> YOUR ASSIGNMENT: All of the entries below need to be repeated exactly.

> AVAILABLE DATA:
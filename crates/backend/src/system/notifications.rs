//! In-app notifications: list, mark one read, mark all read.

use axum::extract::{Path, State};
use axum::http::StatusCode;
use axum::routing::{get, put};
use axum::{Json, Router};
use chrono::{Duration, Utc};
use contracts::shared::DataEnvelope;
use contracts::system::notifications::Notification;
use tokio::sync::RwLock;

use crate::shared::error::{ApiError, ApiResult};
use crate::shared::state::AppState;

#[derive(Debug, Default)]
pub struct NotificationStore {
    items: RwLock<Vec<Notification>>,
}

impl NotificationStore {
    pub async fn seed(&self) {
        let now = Utc::now();
        let rows = [
            ("order", "New order received", "Order #1042 is waiting for review.", 5),
            ("meeting", "Meeting request", "A client asked for a consulting session.", 90),
            ("system", "Payment account verified", "Your bank details were approved.", 60 * 26),
        ];
        let mut items = self.items.write().await;
        for (kind, title, message, minutes_ago) in rows {
            let id = items.len() as i64 + 1;
            items.push(Notification {
                id,
                kind: kind.into(),
                title: title.into(),
                message: message.into(),
                link: None,
                read_at: None,
                created_at: now - Duration::minutes(minutes_ago),
            });
        }
    }

    pub async fn len(&self) -> usize {
        self.items.read().await.len()
    }

    /// Newest first
    pub async fn list(&self) -> Vec<Notification> {
        let mut items = self.items.read().await.clone();
        items.sort_by(|a, b| b.created_at.cmp(&a.created_at));
        items
    }

    /// Returns false when no notification has this id
    pub async fn mark_read(&self, id: i64) -> bool {
        let mut items = self.items.write().await;
        match items.iter_mut().find(|n| n.id == id) {
            Some(item) => {
                item.read_at.get_or_insert_with(Utc::now);
                true
            }
            None => false,
        }
    }

    /// Number of notifications that changed state
    pub async fn mark_all_read(&self) -> usize {
        let now = Utc::now();
        let mut changed = 0;
        for item in self.items.write().await.iter_mut().filter(|n| n.read_at.is_none()) {
            item.read_at = Some(now);
            changed += 1;
        }
        changed
    }
}

/// GET /api/notifications
pub async fn list(State(state): State<AppState>) -> Json<DataEnvelope<Vec<Notification>>> {
    Json(DataEnvelope::new(state.notifications.list().await))
}

/// PUT /api/notifications/:id/read
pub async fn mark_read(State(state): State<AppState>, Path(id): Path<i64>) -> ApiResult<StatusCode> {
    if !state.notifications.mark_read(id).await {
        return Err(ApiError::NotFound(format!("Notification {}", id)));
    }
    Ok(StatusCode::NO_CONTENT)
}

/// PUT /api/notifications/read-all
pub async fn mark_all_read(State(state): State<AppState>) -> StatusCode {
    let changed = state.notifications.mark_all_read().await;
    tracing::debug!("marked {} notifications as read", changed);
    StatusCode::NO_CONTENT
}

pub fn routes() -> Router<AppState> {
    Router::new()
        .route("/", get(list))
        .route("/read-all", put(mark_all_read))
        .route("/:id/read", put(mark_read))
}
//! Shared "loading" flag observed by spinners.
//!
//! Each API call raises the flag before sending and lowers it when the last
//! concurrent call finishes.

use leptos::prelude::*;
use std::cell::Cell;
use std::rc::Rc;

#[derive(Clone)]
pub struct LoadingHandle {
    in_flight: Rc<Cell<usize>>,
    notify: Rc<dyn Fn(bool)>,
}

impl LoadingHandle {
    pub fn new(notify: impl Fn(bool) + 'static) -> Self {
        Self {
            in_flight: Rc::new(Cell::new(0)),
            notify: Rc::new(notify),
        }
    }

    /// Handle nobody listens to
    pub fn detached() -> Self {
        Self::new(|_| {})
    }

    /// Mirrors the flag into a signal
    pub fn from_signal(signal: RwSignal<bool>) -> Self {
        Self::new(move |on| {
            let _ = signal.try_set(on);
        })
    }

    pub fn is_loading(&self) -> bool {
        self.in_flight.get() > 0
    }

    pub fn begin(&self) -> LoadingGuard {
        let count = self.in_flight.get() + 1;
        self.in_flight.set(count);
        if count == 1 {
            (self.notify)(true);
        }
        LoadingGuard {
            handle: self.clone(),
        }
    }
}

/// Lowers the flag on drop, so early returns and errors are covered
pub struct LoadingGuard {
    handle: LoadingHandle,
}

impl Drop for LoadingGuard {
    fn drop(&mut self) {
        let count = self.handle.in_flight.get().saturating_sub(1);
        self.handle.in_flight.set(count);
        if count == 0 {
            (self.handle.notify)(false);
        }
    }
}

/// Context value read by spinners
#[derive(Clone, Copy)]
pub struct LoadingContext {
    pub active: RwSignal<bool>,
}

impl LoadingContext {
    pub fn new() -> Self {
        Self {
            active: RwSignal::new(false),
        }
    }
}

impl Default for LoadingContext {
    fn default() -> Self {
        Self::new()
    }
}

pub fn use_loading() -> LoadingContext {
    use_context::<LoadingContext>().expect("LoadingContext not found in component tree")
}

#[component]
pub fn Spinner() -> impl IntoView {
    let loading = use_loading();

    view! {
        <span class="spinner" class:spinner--active=move || loading.active.get() aria-hidden="true"></span>
    }
}

#[cfg(test)]
mod tests {
    use super::*;
    use std::cell::RefCell;

    #[test]
    fn test_nested_calls_toggle_once() {
        let events = Rc::new(RefCell::new(Vec::new()));
        let recorder = events.clone();
        let handle = LoadingHandle::new(move |on| recorder.borrow_mut().push(on));

        let first = handle.begin();
        let second = handle.begin();
        assert!(handle.is_loading());
        drop(first);
        assert!(handle.is_loading());
        drop(second);

        assert!(!handle.is_loading());
        assert_eq!(*events.borrow(), vec![true, false]);
    }
}
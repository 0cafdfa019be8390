//! Client-side search over bilingual reference lists.

use super::localized::LocalizedName;

/// Normalizes user input and record text before comparison.
///
/// Lowercases, collapses whitespace, drops Arabic harakat (U+064B..=U+0652)
/// and tatweel (U+0640), so vocalized Arabic matches its plain form.
pub fn normalize_search(input: &str) -> String {
    input
        .chars()
        .filter(|c| !is_arabic_mark(*c))
        .flat_map(char::to_lowercase)
        .collect::<String>()
        .split_whitespace()
        .collect::<Vec<_>>()
        .join(" ")
}

fn is_arabic_mark(c: char) -> bool {
    matches!(c, '\u{064B}'..='\u{0652}' | '\u{0640}')
}

/// True when `query` is blank or found in either name or in `code`
pub fn matches_reference(query: &str, names: &LocalizedName, code: Option<&str>) -> bool {
    let needle = normalize_search(query);
    if needle.is_empty() {
        return true;
    }
    [names.en.as_str(), names.ar.as_str(), code.unwrap_or_default()]
        .iter()
        .any(|hay| normalize_search(hay).contains(&needle))
}

#[cfg(test)]
mod tests {
    use super::*;

    #[test]
    fn test_normalize_whitespace_and_case() {
        assert_eq!(normalize_search("  Human   Resources "), "human resources");
        assert_eq!(normalize_search(""), "");
    }

    #[test]
    fn test_normalize_arabic_marks() {
        // "طَعَام" with fatha marks and a tatweel
        assert_eq!(normalize_search("طَعَـام"), "طعام");
    }

    #[test]
    fn test_matches_reference() {
        let names = LocalizedName::new("Human Resources", "الموارد البشرية");
        assert!(matches_reference("human", &names, None));
        assert!(matches_reference("المَوارد", &names, None));
        assert!(matches_reference("0111", &names, Some("A0111")));
        assert!(matches_reference("   ", &names, None));
        assert!(!matches_reference("finance", &names, Some("HR")));
    }
}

> OUTPUT FOR THIS TASK:
filename crates/backend/src/system/notifications.rs
//! In-app notifications: list, mark one read, mark all read.

use axum::extract::{Path, State};
use axum::http::StatusCode;
use axum::routing::{get, put};
use axum::{Json, Router};
use chrono::{Duration, Utc};
use contracts::shared::DataEnvelope;
use contracts::system::notifications::Notification;
use tokio::sync::RwLock;

use crate::shared::error::{ApiError, ApiResult};
use crate::shared::state::AppState;

#[derive(Debug, Default)]
pub struct NotificationStore {
    items: RwLock<Vec<Notification>>,
}

impl NotificationStore {
    pub async fn seed(&self) {
        let now = Utc::now();
        let rows = [
            ("order", "New order received", "Order #1042 is waiting for review.", 5),
            ("meeting", "Meeting request", "A client asked for a consulting session.", 90),
            ("system", "Payment account verified", "Your bank details were approved.", 60 * 26),
        ];
        let mut items = self.items.write().await;
        for (kind, title, message, minutes_ago) in rows {
            let id = items.len() as i64 + 1;
            items.push(Notification {
                id,
                kind: kind.into(),
                title: title.into(),
                message: message.into(),
                link: None,
                read_at: None,
                created_at: now - Duration::minutes(minutes_ago),
            });
        }
    }

    pub async fn len(&self) -> usize {
        self.items.read().await.len()
    }

    /// Newest first
    pub async fn list(&self) -> Vec<Notification> {
        let mut items = self.items.read().await.clone();
        items.sort_by(|a, b| b.created_at.cmp(&a.created_at));
        items
    }

    /// Returns false when no notification has this id
    pub async fn mark_read(&self, id: i64) -> bool {
        let mut items = self.items.write().await;
        match items.iter_mut().find(|n| n.id == id) {
            Some(item) => {
                item.read_at.get_or_insert_with(Utc::now);
                true
            }
            None => false,
        }
    }

    /// Number of notifications that changed state
    pub async fn mark_all_read(&self) -> usize {
        let now = Utc::now();
        let mut changed = 0;
        for item in self.items.write().await.iter_mut().filter(|n| n.read_at.is_none()) {
            item.read_at = Some(now);
            changed += 1;
        }
        changed
    }
}

/// GET /api/notifications
pub async fn list(State(state): State<AppState>) -> Json<DataEnvelope<Vec<Notification>>> {
    Json(DataEnvelope::new(state.notifications.list().await))
}

/// PUT /api/notifications/:id/read
pub async fn mark_read(State(state): State<AppState>, Path(id): Path<i64>) -> ApiResult<StatusCode> {
    if !state.notifications.mark_read(id).await {
        return Err(ApiError::NotFound(format!("Notification {}", id)));
    }
    Ok(StatusCode::NO_CONTENT)
}

/// PUT /api/notifications/read-all
pub async fn mark_all_read(State(state): State<AppState>) -> StatusCode {
    let changed = state.notifications.mark_all_read().await;
    tracing::debug!("marked {} notifications as read", changed);
    StatusCode::NO_CONTENT
}

pub fn routes() -> Router<AppState> {
    Router::new()
        .route("/", get(list))
        .route("/read-all", put(mark_all_read))
        .route("/:id/read", put(mark_read))
}
//! Shared "loading" flag observed by spinners.
//!
//! Each API call raises the flag before sending and lowers it when the last
//! concurrent call finishes.

use leptos::prelude::*;
use std::cell::Cell;
use std::rc::Rc;

#[derive(Clone)]
pub struct LoadingHandle {
    in_flight: Rc<Cell<usize>>,
    notify: Rc<dyn Fn(bool)>,
}

impl LoadingHandle {
    pub fn new(notify: impl Fn(bool) + 'static) -> Self {
        Self {
            in_flight: Rc::new(Cell::new(0)),
            notify: Rc::new(notify),
        }
    }

    /// Handle nobody listens to
    pub fn detached() -> Self {
        Self::new(|_| {})
    }

    /// Mirrors the flag into a signal
    pub fn from_signal(signal: RwSignal<bool>) -> Self {
        Self::new(move |on| {
            let _ = signal.try_set(on);
        })
    }

    pub fn is_loading(&self) -> bool {
        self.in_flight.get() > 0
    }

    pub fn begin(&self) -> LoadingGuard {
        let count = self.in_flight.get() + 1;
        self.in_flight.set(count);
        if count == 1 {
            (self.notify)(true);
        }
        LoadingGuard {
            handle: self.clone(),
        }
    }
}

/// Lowers the flag on drop, so early returns and errors are covered
pub struct LoadingGuard {
    handle: LoadingHandle,
}

impl Drop for LoadingGuard {
    fn drop(&mut self) {
        let count = self.handle.in_flight.get().saturating_sub(1);
        self.handle.in_flight.set(count);
        if count == 0 {
            (self.handle.notify)(false);
        }
    }
}

/// Context value read by spinners
#[derive(Clone, Copy)]
pub struct LoadingContext {
    pub active: RwSignal<bool>,
}

impl LoadingContext {
    pub fn new() -> Self {
        Self {
            active: RwSignal::new(false),
        }
    }
}

impl Default for LoadingContext {
    fn default() -> Self {
        Self::new()
    }
}

pub fn use_loading() -> LoadingContext {
    use_context::<LoadingContext>().expect("LoadingContext not found in component tree")
}

#[component]
pub fn Spinner() -> impl IntoView {
    let loading = use_loading();

    view! {
        <span class="spinner" class:spinner--active=move || loading.active.get() aria-hidden="true"></span>
    }
}

#[cfg(test)]
mod tests {
    use super::*;
    use std::cell::RefCell;

    #[test]
    fn test_nested_calls_toggle_once() {
        let events = Rc::new(RefCell::new(Vec::new()));
        let recorder = events.clone();
        let handle = LoadingHandle::new(move |on| recorder.borrow_mut().push(on));

        let first = handle.begin();
        let second = handle.begin();
        assert!(handle.is_loading());
        drop(first);
        assert!(handle.is_loading());
        drop(second);

        assert!(!handle.is_loading());
        assert_eq!(*events.borrow(), vec![true, false]);
    }
}
repository 0cafdfa019be8390
//! Client-side search over bilingual reference lists.

use super::localized::LocalizedName;

/// Normalizes user input and record text before comparison.
///
/// Lowercases, collapses whitespace, drops Arabic harakat (U+064B..=U+0652)
/// and tatweel (U+0640), so vocalized Arabic matches its plain form.
pub fn normalize_search(input: &str) -> String {
    input
        .chars()
        .filter(|c| !is_arabic_mark(*c))
        .flat_map(char::to_lowercase)
        .collect::<String>()
        .split_whitespace()
        .collect::<Vec<_>>()
        .join(" ")
}

fn is_arabic_mark(c: char) -> bool {
    matches!(c, '\u{064B}'..='\u{0652}' | '\u{0640}')
}

/// True when `query` is blank or found in either name or in `code`
pub fn matches_reference(query: &str, names: &LocalizedName, code: Option<&str>) -> bool {
    let needle = normalize_search(query);
    if needle.is_empty() {
        return true;
    }
    [names.en.as_str(), names.ar.as_str(), code.unwrap_or_default()]
        .iter()
        .any(|hay| normalize_search(hay).contains(&needle))
}

#[cfg(test)]
mod tests {
    use super::*;

    #[test]
    fn test_normalize_whitespace_and_case() {
        assert_eq!(normalize_search("  Human   Resources "), "human resources");
        assert_eq!(normalize_search(""), "");
    }

    #[test]
    fn test_normalize_arabic_marks() {
        // "طَعَام" with fatha marks and a tatweel
        assert_eq!(normalize_search("طَعَـام"), "طعام");
    }

    #[test]
    fn test_matches_reference() {
        let names = LocalizedName::new("Human Resources", "الموارد البشرية");
        assert!(matches_reference("human", &names, None));
        assert!(matches_reference("المَوارد", &names, None));
        assert!(matches_reference("0111", &names, Some("A0111")));
        assert!(matches_reference("   ", &names, None));
        assert!(!matches_reference("finance", &names, Some("HR")));
    }
}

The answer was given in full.